Legislation for health care payment reform
Health Care For All Minnesota advocates universal, affordable, comprehensive, high quality healthcare for every Minnesotan. We favor the following legislative solutions that accomplish that goal.
HCA-MN is focused on health care payment reform in Minnesota, but we also track federal legislation.
In the United States House of Representatives
(This section updated by Don Pylkkanen, as of 03/31/2021)
Medicare-for-All Act, HR 1976 (new bill number)
Sponsor: Rep. Pramila Jayapal (Democrat, WA) Re-filed: March 17, 2021 with a record 112 original co-sponsors Minnesota Sponsors: U.S. Rep. Ilhan Omar, CD 5 Co-sponsor date March 17, 2021 U.S Rep. Betty McCollum, CD 4 Co-sponsor date May 13, 2021 Congressional Record Statement Co-Sponsors: Now at 115 Referred to: Committee on Energy and Commerce, and in addition to the Committees on Ways and Means, Education and Labor, Rules, Oversight and Reform, Armed Services, and the Judiciary, for a period to be subsequently determined by the Speaker.
Has the main components of a single-payer system:
- one payer pays providers directly,
- contains costs by prohibiting commercial ACOs, HMOs, and other forms of insurance companies,
- a uniform fee schedule for doctors,
- annual individual budgets for hospitals, clinics, and nursing homes, and
- price limits on drugs and equipment.
Saves money by:
- paying hospitals and other medical providers lump sum global operating budgets to provide covered items and services;
- funding capital expenditures such as expansions and renovations with a separate budget;
- paying individual providers on a fee-for-service basis that does not include “value-based” payment adjustments (which is a form of insurance);
- prohibiting providers from using fees for profit, marketing, or bonuses;
- Department of Health and Human Services negotiating prices for drugs supplies, and equipment on an annual basis;
- establishing a national drug formulary that promotes the use of generics;
- allowing the override of drug patents when drug firms demand extortionate prices.

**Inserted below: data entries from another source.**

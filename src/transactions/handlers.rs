use axum::{
    body::Body,
    extract::{Path, Query, State},
    http::{header, StatusCode},
    response::Response,
    routing::{get, put},
    Json, Router,
};
use tracing::{info, instrument, warn};
use uuid::Uuid;

use crate::auth::extractors::CurrentUser;
use crate::error::{is_foreign_key_violation, ApiError};
use crate::state::AppState;
use crate::transactions::dto::{TransactionOut, TransactionPayload, TransactionQuery};
use crate::transactions::export::csv_stream;

pub fn transaction_routes() -> Router<AppState> {
    Router::new()
        .route("/transactions", get(list).post(create))
        .route("/transactions/export", get(export))
        .route("/transactions/:id", put(update).delete(delete))
}

/// A referenced category must exist for the acting user. The foreign key
/// still guards the insert if the category is deleted concurrently.
async fn ensure_category(
    state: &AppState,
    user_id: Uuid,
    category_id: Option<Uuid>,
) -> Result<(), ApiError> {
    if let Some(id) = category_id {
        if state.categories.find_by_id(user_id, id).await?.is_none() {
            return Err(ApiError::Validation("Invalid category".into()));
        }
    }
    Ok(())
}

#[instrument(skip(state, user))]
pub async fn list(
    State(state): State<AppState>,
    CurrentUser(user): CurrentUser,
    Query(query): Query<TransactionQuery>,
) -> Result<Json<Vec<TransactionOut>>, ApiError> {
    let transactions = state.transactions.list(user.id, &query.filter()).await?;
    Ok(Json(transactions.into_iter().map(Into::into).collect()))
}

#[instrument(skip(state, user, payload))]
pub async fn create(
    State(state): State<AppState>,
    CurrentUser(user): CurrentUser,
    Json(payload): Json<TransactionPayload>,
) -> Result<(StatusCode, Json<TransactionOut>), ApiError> {
    let data = payload.validated()?;
    ensure_category(&state, user.id, data.category_id).await?;

    let transaction = match state.transactions.create(user.id, &data).await {
        Ok(transaction) => transaction,
        Err(e) if is_foreign_key_violation(&e) => {
            warn!(user_id = %user.id, "category vanished before insert");
            return Err(ApiError::Validation("Invalid category".into()));
        }
        Err(e) => return Err(e.into()),
    };

    info!(user_id = %user.id, transaction_id = %transaction.id, "transaction created");
    Ok((StatusCode::CREATED, Json(transaction.into())))
}

#[instrument(skip(state, user, payload))]
pub async fn update(
    State(state): State<AppState>,
    CurrentUser(user): CurrentUser,
    Path(id): Path<Uuid>,
    Json(payload): Json<TransactionPayload>,
) -> Result<Json<TransactionOut>, ApiError> {
    let data = payload.validated()?;
    ensure_category(&state, user.id, data.category_id).await?;

    let transaction = match state.transactions.update(user.id, id, &data).await {
        Ok(Some(transaction)) => transaction,
        Ok(None) => return Err(ApiError::NotFound("Transaction not found")),
        Err(e) if is_foreign_key_violation(&e) => {
            warn!(user_id = %user.id, "category vanished before update");
            return Err(ApiError::Validation("Invalid category".into()));
        }
        Err(e) => return Err(e.into()),
    };

    Ok(Json(transaction.into()))
}

#[instrument(skip(state, user))]
pub async fn delete(
    State(state): State<AppState>,
    CurrentUser(user): CurrentUser,
    Path(id): Path<Uuid>,
) -> Result<StatusCode, ApiError> {
    if !state.transactions.delete(user.id, id).await? {
        return Err(ApiError::NotFound("Transaction not found"));
    }
    info!(user_id = %user.id, transaction_id = %id, "transaction deleted");
    Ok(StatusCode::NO_CONTENT)
}

#[instrument(skip(state, user))]
pub async fn export(
    State(state): State<AppState>,
    CurrentUser(user): CurrentUser,
    Query(query): Query<TransactionQuery>,
) -> Result<Response, ApiError> {
    if !state.config.enable_csv_export {
        return Err(ApiError::Forbidden("CSV export is disabled"));
    }

    let transactions = state.transactions.list(user.id, &query.filter()).await?;
    info!(user_id = %user.id, rows = transactions.len(), "csv export");

    let response = Response::builder()
        .header(header::CONTENT_TYPE, "text/csv; charset=utf-8")
        .header(
            header::CONTENT_DISPOSITION,
            "attachment; filename=\"transactions.csv\"",
        )
        .body(Body::from_stream(csv_stream(transactions)))
        .map_err(|e| ApiError::Internal(e.into()))?;
    Ok(response)
}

Total savings would be more than $600 billion annually by slashing the administrative waste of private insurance and the paperwork insurers impose on hospitals and doctors ($504 billion) and bargaining down drug prices ($155 billion). These efficiencies would free up enough money for universal, first-dollar coverage without any overall increase in U.S. health spending, while controlling its growth over time.
Currently, the U.S. spends $3.65 trillion per year on health care, double the per-capita spending of other industrialized nations that provide universal coverage. Without single-payer reform, U.S. health spending is projected to reach $5.96 trillion– 19.4 percent of GDP- by 2027.
“Even single-payer opponents admit that, compared to Medicare for All, the status quo will cost the U.S. $2 trillion more over the next decade,” said Dr. Claudia Fegan, a Chicago-based internal medicine physician and PNHP national coordinator. “How do they propose we pay for that?”